Using Poetry to Teach Figurative Language

Hi! It's Melissa from Don't Let the Teacher Stay Up Late.

We are rounding up third nine weeks here in Virginia while trying to catch up from three weeks of snow with only 6 instructional days spattered in between. Fortunately two of our final skills before review for fifth grade make for a perfect pairing: figurative language and poetry.

I don't know why we haven't already structured our pacing guides to just teach them together, but our school has unofficially done this. Students really struggle with both skills, so I love being able to spend extra time in each to really hit it hard.

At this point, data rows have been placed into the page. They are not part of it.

//! Session Orchestrator (C9) websocket endpoint. Mirrors the teacher's
//! node-connection reader/writer split: the socket is cut into a sink and a
//! stream, a bounded channel carries outbound events to a dedicated writer
//! task, and the reader loop dispatches inbound frames to a typed handler.
//! `cancel`/`ping`/`workspace_info` are served directly from the reader
//! loop so they never queue up behind a running agent loop turn.

use std::sync::atomic::Ordering;
use std::sync::Arc;

use axum::extract::ws::{Message, WebSocket};
use axum::extract::{Query, State, WebSocketUpgrade};
use axum::response::IntoResponse;
use futures_util::{SinkExt, StreamExt};
use serde::Deserialize;
use tokio::sync::mpsc;
use uuid::Uuid;

use ac_domain::event::{Event, EventKind};
use ac_domain::history::MessageHistory;
use ac_domain::session::SessionEntry;
use ac_providers::traits::{GenerateRequest, LlmProvider};

use crate::session::agent_loop;
use crate::session::manager::SessionRuntime;
use crate::session::protocol::{event_to_wire, InboundMessage};
use crate::state::AppState;

#[derive(Debug, Deserialize)]
pub struct ConnectQuery {
    /// An existing session id to resume; a fresh one is minted if absent.
    pub session_id: Option<Uuid>,
    /// Stable external identity used to key the gateway's `SessionEntry` row.
    #[serde(default = "default_device_id")]
    pub device_id: String,
}

fn default_device_id() -> String {
    "default".to_string()
}

pub async fn connect(
    ws: WebSocketUpgrade,
    State(state): State<AppState>,
    Query(query): Query<ConnectQuery>,
) -> impl IntoResponse {
    ws.on_upgrade(move |socket| handle_socket(socket, state, query))
}

async fn handle_socket(socket: WebSocket, state: AppState, query: ConnectQuery) {
    let (mut ws_sink, mut ws_stream) = socket.split();

    let workspace_dir = state
        .config
        .workspace
        .path
        .join(query.session_id.map(|id| id.to_string()).unwrap_or_else(|| Uuid::new_v4().to_string()))
        .to_string_lossy()
        .into_owned();

    let session = match query.session_id {
        Some(id) => state.sessions.resume_or_create(id, workspace_dir.clone(), query.device_id.clone()),
        None => state.sessions.create(workspace_dir.clone(), query.device_id.clone()),
    };
    let (entry, _) = state.sessions.resolve_or_create_entry(&query.device_id, "");

    let history = match state.history.load(session.id) {
        Ok(Some(h)) => h,
        Ok(None) => MessageHistory::new(),
        Err(e) => {
            tracing::warn!(session_id = %session.id, error = %e, "failed to load history snapshot, starting fresh");
            MessageHistory::new()
        }
    };

    let tool_client = match state.config.sandbox.mode {
        ac_domain::config::SandboxMode::Local => {
            let workspace_root = std::path::PathBuf::from(&session.workspace_dir);
            if let Err(e) = std::fs::create_dir_all(&workspace_root) {
                tracing::error!(session_id = %session.id, error = %e, "failed to create session workspace directory");
                return;
            }
            let terminal = Arc::new(ac_tools::terminal::TerminalManager::new(
                "/bin/bash",
                state.config.tools.exec.timeout_sec,
                true,
                Some(workspace_root.clone()),
            ));
            let file_edit = Arc::new(ac_tools::file_edit::FileEditManager::new(workspace_root, state.config.tools.file_edit.clone()));
            Arc::new(ac_tools::client::ToolClient::local(terminal, file_edit))
        }
        mode => {
            let domain_mode = match mode {
                ac_domain::config::SandboxMode::Container => ac_domain::SandboxMode::Container,
                ac_domain::config::SandboxMode::RemoteVm => ac_domain::SandboxMode::RemoteVm,
                ac_domain::config::SandboxMode::Local => unreachable!(),
            };
            match crate::session::manager::remote_tool_client_for_session(&state.sandboxes, domain_mode, &session.id.to_string()).await {
                Ok((_sandbox, client)) => client,
                Err(e) => {
                    tracing::error!(session_id = %session.id, error = %e, "failed to provision sandbox");
                    return;
                }
            }
        }
    };

    let (events_tx, mut events_rx) = mpsc::unbounded_channel::<Event>();

    let runtime = Arc::new(SessionRuntime::new(
        session.clone(),
        entry,
        history,
        tool_client,
        state.denied_patterns.clone(),
        state.llm.clone(),
        events_tx,
        state.sessions.clone(),
        state.events.clone(),
        state.history.clone(),
        state.config.clone(),
    ));
    state.runtimes.write().insert(session.id, runtime.clone());

    runtime.emit(EventKind::ConnectionEstablished { workspace_path: workspace_dir }).await;

    let writer = tokio::spawn(async move {
        while let Some(event) = events_rx.recv().await {
            let wire = event_to_wire(&event);
            let Ok(text) = serde_json::to_string(&wire) else { continue };
            if ws_sink.send(Message::Text(text)).await.is_err() {
                break;
            }
        }
    });

    while let Some(Ok(msg)) = ws_stream.next().await {
        match msg {
            Message::Text(text) => handle_inbound(&runtime, &state, &text).await,
            Message::Close(_) => break,
            Message::Ping(_) | Message::Pong(_) => {}
            _ => {}
        }
    }

    runtime.request_cancel();
    runtime.wait_until_idle().await;
    runtime.persist_history().await;
    writer.abort();
    state.runtimes.write().remove(&session.id);
    tracing::info!(session_id = %session.id, "session detached (sandbox left running for later resume)");
}

async fn handle_inbound(runtime: &Arc<SessionRuntime>, state: &AppState, text: &str) {
    let parsed: Result<InboundMessage, _> = serde_json::from_str(text);
    let message = match parsed {
        Ok(m) => m,
        Err(e) => {
            runtime.emit(EventKind::Error { message: format!("malformed message: {e}"), kind: "validation".into() }).await;
            return;
        }
    };

    match message {
        InboundMessage::InitAgent(payload) => {
            if state.llm.get(&payload.model_name).is_err() {
                runtime.emit(EventKind::Error { message: format!("unknown model \"{}\"", payload.model_name), kind: "validation".into() }).await;
                return;
            }
            *runtime.model_name.lock() = Some(payload.model_name.clone());
            runtime
                .enable_reviewer
                .store(payload.tool_args.enable_reviewer.unwrap_or(false), Ordering::SeqCst);
            runtime.emit(EventKind::AgentInitialized { model_name: payload.model_name }).await;
        }
        InboundMessage::Query(payload) => {
            run_query_or_command(runtime, payload.text, payload.resume, payload.files).await;
        }
        InboundMessage::EditQuery(payload) => {
            run_edit_query(runtime, payload.text, payload.files).await;
        }
        InboundMessage::Cancel => {
            runtime.request_cancel();
        }
        InboundMessage::EnhancePrompt(payload) => {
            run_enhance_prompt(runtime, state, payload.model_name, payload.text).await;
        }
        InboundMessage::WorkspaceInfo => {
            let session = runtime.session.lock().clone();
            runtime
                .emit(EventKind::WorkspaceInfo { path: session.workspace_dir, sandbox_id: session.sandbox_id })
                .await;
        }
        InboundMessage::Ping => {
            runtime.emit(EventKind::Pong).await;
        }
        InboundMessage::ReviewResult(_payload) => {
            // The reviewer UI's result shape is out of scope; nothing in the
            // core loop currently consumes it.
            tracing::debug!(session_id = %runtime.session_id(), "ignoring review_result");
        }
    }
}

async fn run_query_or_command(runtime: &Arc<SessionRuntime>, text: String, resume: bool, files: Vec<String>) {
    if !runtime.is_initialized() {
        runtime.emit(EventKind::Error { message: "session has not been initialized".into(), kind: "not_initialized".into() }).await;
        return;
    }
    if runtime.is_running() {
        runtime.emit(EventKind::Error { message: "a query is already running for this session".into(), kind: "busy".into() }).await;
        return;
    }

    let trimmed = text.trim();
    if trimmed == "/compact" {
        spawn_compact(runtime.clone()).await;
        return;
    }
    if trimmed == "/help" {
        runtime
            .emit(EventKind::System {
                message: "available commands: /compact (summarize history), /help (this message)".into(),
            })
            .await;
        runtime.emit(EventKind::StreamComplete).await;
        return;
    }

    let runtime = runtime.clone();
    tokio::spawn(async move {
        if let Err(e) = agent_loop::run_turn(runtime.clone(), text, resume, files).await {
            tracing::warn!(session_id = %runtime.session_id(), error = %e, "query turn ended in error");
        }
    });
}

async fn run_edit_query(runtime: &Arc<SessionRuntime>, text: String, files: Vec<String>) {
    if !runtime.is_initialized() {
        runtime.emit(EventKind::Error { message: "session has not been initialized".into(), kind: "not_initialized".into() }).await;
        return;
    }

    runtime.request_cancel();
    runtime.wait_until_idle().await;

    let cutoff = *runtime.last_user_event_id.lock();
    {
        let mut history = runtime.history.lock();
        history.truncate_to_last_user_turn();
    }
    if let Some(cutoff_id) = cutoff {
        if let Err(e) = runtime.event_store.delete_tail_from(runtime.session_id(), cutoff_id).await {
            tracing::warn!(session_id = %runtime.session_id(), error = %e, "failed to trim event tail for edit_query");
        }
    }

    let runtime = runtime.clone();
    tokio::spawn(async move {
        if let Err(e) = agent_loop::run_turn(runtime.clone(), text, false, files).await {
            tracing::warn!(session_id = %runtime.session_id(), error = %e, "edit_query turn ended in error");
        }
    });
}

async fn spawn_compact(runtime: Arc<SessionRuntime>) {
    if runtime.is_running() {
        runtime.emit(EventKind::Error { message: "a query is already running for this session".into(), kind: "busy".into() }).await;
        return;
    }
    runtime.running.store(true, Ordering::SeqCst);
    tokio::spawn(async move {
        let result = agent_loop::run_compact(runtime.clone()).await;
        runtime.running.store(false, Ordering::SeqCst);
        runtime.turn_done.notify_waiters();
        match result {
            Ok(()) => {
                runtime.persist_history().await;
                runtime.emit(EventKind::System { message: "history compacted".into() }).await;
            }
            Err(e) => {
                runtime.emit(EventKind::Error { message: e.to_string(), kind: e.kind().to_string() }).await;
            }
        }
        runtime.emit(EventKind::StreamComplete).await;
    });
}

async fn run_enhance_prompt(runtime: &Arc<SessionRuntime>, state: &AppState, model_name: String, text: String) {
    let Ok(provider) = state.llm.get(&model_name) else {
        runtime.emit(EventKind::Error { message: format!("unknown model \"{model_name}\""), kind: "validation".into() }).await;
        return;
    };
    let request = GenerateRequest {
        system_prompt: Some("Rewrite the user's prompt to be clearer and more specific, without changing its intent. Respond with only the rewritten prompt.".into()),
        history: vec![ac_domain::message::Turn::user_text(text)],
        tools: vec![],
        model: model_name,
        max_tokens: Some(1024),
        temperature: None,
        thinking_budget_tokens: None,
    };
    match provider.generate(request).await {
        Ok(resp) => {
            let rewritten = resp
                .turn
                .messages
                .iter()
                .find_map(|m| match m {
                    ac_domain::message::Message::TextResult { text } => Some(text.clone()),
                    _ => None,
                })
                .unwrap_or_default();
            runtime.emit(EventKind::PromptGenerated { text: rewritten }).await;
        }
        Err(e) => {
            runtime.emit(EventKind::Error { message: e.to_string(), kind: e.kind().to_string() }).await;
        }
    }
    runtime.emit(EventKind::StreamComplete).await;
}

#[allow(dead_code)]
fn _assert_session_entry_shape(_: SessionEntry) {}
use serde::{Deserialize, Serialize};

// ━━━━━━━━━━━━━━━━━━━━━━━━━━━━━━━━━━━━━━━━━━━━━━━━━━━━━━━━━━━━━━━━━━
// LLM model registry
// ━━━━━━━━━━━━━━━━━━━━━━━━━━━━━━━━━━━━━━━━━━━━━━━━━━━━━━━━━━━━━━━━━━

/// Top-level LLM configuration: a flat registry of named models plus the
/// retry/timeout shape shared by every provider call.
#[derive(Debug, Clone, Serialize, Deserialize)]
pub struct LlmConfig {
    /// Per-call timeout before a request is treated as `llm_transient`.
    #[serde(default = "d_timeout_ms")]
    pub default_timeout_ms: u64,
    /// Local retry budget for transient failures (jittered exponential backoff)
    /// before a call is surfaced as `llm_fatal`.
    #[serde(default = "d_max_retries")]
    pub max_retries: u32,
    /// `model_name` used in `init_agent` resolves into this list.
    #[serde(default)]
    pub models: Vec<ModelConfig>,
    /// Model used when the Context Manager needs to summarize; falls back to
    /// the session's own model when unset.
    #[serde(default)]
    pub summarization_model: Option<String>,
}

impl Default for LlmConfig {
    fn default() -> Self {
        Self {
            default_timeout_ms: d_timeout_ms(),
            max_retries: d_max_retries(),
            models: Vec::new(),
            summarization_model: None,
        }
    }
}

impl LlmConfig {
    pub fn model(&self, name: &str) -> Option<&ModelConfig> {
        self.models.iter().find(|m| m.id == name)
    }
}

/// One entry in the model registry: everything needed to dial a single model.
#[derive(Debug, Clone, Serialize, Deserialize)]
pub struct ModelConfig {
    /// Name referenced by `init_agent.content.model_name`.
    pub id: String,
    #[serde(rename = "api_type")]
    pub api_type: ApiType,
    pub base_url: String,
    /// Environment variable holding the API key. The key itself is never
    /// logged or echoed back in any response.
    pub api_key_env: String,
    /// Extended-thinking token budget; `None` disables thinking for this model.
    #[serde(default)]
    pub thinking_budget_tokens: Option<u32>,
    /// Per-model override of `LlmConfig::max_retries`.
    #[serde(default)]
    pub max_retries: Option<u32>,
}

/// Wire dialect spoken by a model's provider.
#[derive(Debug, Clone, Copy, PartialEq, Eq, Serialize, Deserialize)]
#[serde(rename_all = "snake_case")]
pub enum ApiType {
    Anthropic,
    Openai,
    Gemini,
}

// ── serde default helpers ───────────────────────────────────────────

fn d_timeout_ms() -> u64 {
    60_000
}
fn d_max_retries() -> u32 {
    3
}

#[cfg(test)]
mod tests {
    use super::*;

    #[test]
    fn model_lookup_by_id() {
        let cfg = LlmConfig {
            models: vec![ModelConfig {
                id: "claude-main".into(),
                api_type: ApiType::Anthropic,
                base_url: "https://api.anthropic.com".into(),
                api_key_env: "ANTHROPIC_API_KEY".into(),
                thinking_budget_tokens: Some(4096),
                max_retries: None,
            }],
            ..LlmConfig::default()
        };
        assert!(cfg.model("claude-main").is_some());
        assert!(cfg.model("missing").is_none());
    }

    #[test]
    fn defaults_are_sane() {
        let cfg = LlmConfig::default();
        assert_eq!(cfg.max_retries, 3);
        assert!(cfg.models.is_empty());
    }
}
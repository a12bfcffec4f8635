use async_trait::async_trait;

use ac_domain::{Error, Sandbox, SandboxMode};

use crate::backend::SandboxBackend;

/// Runs the tool server as a plain process on the gateway host. No
/// isolation beyond the OS; used for local development and single-tenant
/// deployments.
pub struct LocalBackend {
    service_port: u16,
}

impl LocalBackend {
    pub fn new(service_port: u16) -> Self {
        Self { service_port }
    }
}

#[async_trait]
impl SandboxBackend for LocalBackend {
    async fn create(&self, session_id: &str) -> Result<Sandbox, Error> {
        let base_url = format!("http://localhost:{}", self.service_port);
        Ok(Sandbox::new(session_id, SandboxMode::Local, base_url))
    }

    async fn connect(&self, _sandbox: &Sandbox) -> Result<String, Error> {
        Ok(format!("http://localhost:{}", self.service_port))
    }

    fn expose_port(&self, _sandbox: &Sandbox, port: u16) -> String {
        format!("http://localhost:{port}")
    }

    async fn start(&self, _sandbox: &Sandbox) -> Result<(), Error> {
        Ok(())
    }

    async fn stop(&self, _sandbox: &Sandbox) -> Result<(), Error> {
        Ok(())
    }

    async fn cleanup(&self, _sandbox: &Sandbox) -> Result<(), Error> {
        Ok(())
    }
}

#[cfg(test)]
mod tests {
    use super::*;

    #[tokio::test]
    async fn create_returns_localhost_url() {
        let backend = LocalBackend::new(8080);
        let sandbox = backend.create("sess-1").await.unwrap();
        assert_eq!(sandbox.base_url, "http://localhost:8080");
        assert_eq!(sandbox.mode, SandboxMode::Local);
    }

    #[tokio::test]
    async fn expose_port_returns_localhost_url_for_port() {
        let backend = LocalBackend::new(8080);
        let sandbox = backend.create("sess-1").await.unwrap();
        assert_eq!(backend.expose_port(&sandbox, 3000), "http://localhost:3000");
    }

    #[tokio::test]
    async fn lifecycle_no_ops_succeed() {
        let backend = LocalBackend::new(8080);
        let sandbox = backend.create("sess-1").await.unwrap();
        backend.start(&sandbox).await.unwrap();
        backend.stop(&sandbox).await.unwrap();
        backend.cleanup(&sandbox).await.unwrap();
    }
}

Personally, I feel like the most important thing when teaching figurative language is that students can recognize it and begin to understand what it means. I do teach them the different types, and we go over definitions and examples, but I'm not too concerned if they have trouble naming it when they see it. I did create a quick figurative language booklet (the pink book below) for my students to use as a reference. You can read about it on my blog here.

Really, though, that booklet was just to prepare them for poetry analysis. I found this gem last year from Middle Grades Maven and feel like it's one of the best resources I have bought. You can use any poem or song, though. I know Erin from I'm Lovin' Lit uses a lot of popular songs to teach it, and I think that's an awesome resource, too!

 Poetry Analysis Booklet

I like this resource because the poems are short and simple, but the students are then challenged to find different types of figurative language AND EXPLAIN WHAT IT MEANS! Don't miss that. I feel like some teachers will use poems or songs to have the students find the figurative language, but then they move on. What's the point in identifying it if they still don't understand why the author said it? We spend a lot of time discussing why those specific phrases were used, which also covers author's craft without the students realizing it.

My favorite thing about this booklet, though, is that it helps relieve some of the anxiety my students tend to have when they see poetry. Poems are consistently tough when I look at test data, and I will do anything I can to try and help them along the way.

After we have finished the booklets (we're a little behind because of the snow), I want to find some longer and more difficult poems for them to explain. It would also be fun to have students try to mimic some of these poems to create their own. Poetry month is just around the corner. The possibilities are endless!

What plans do you have for poetry month?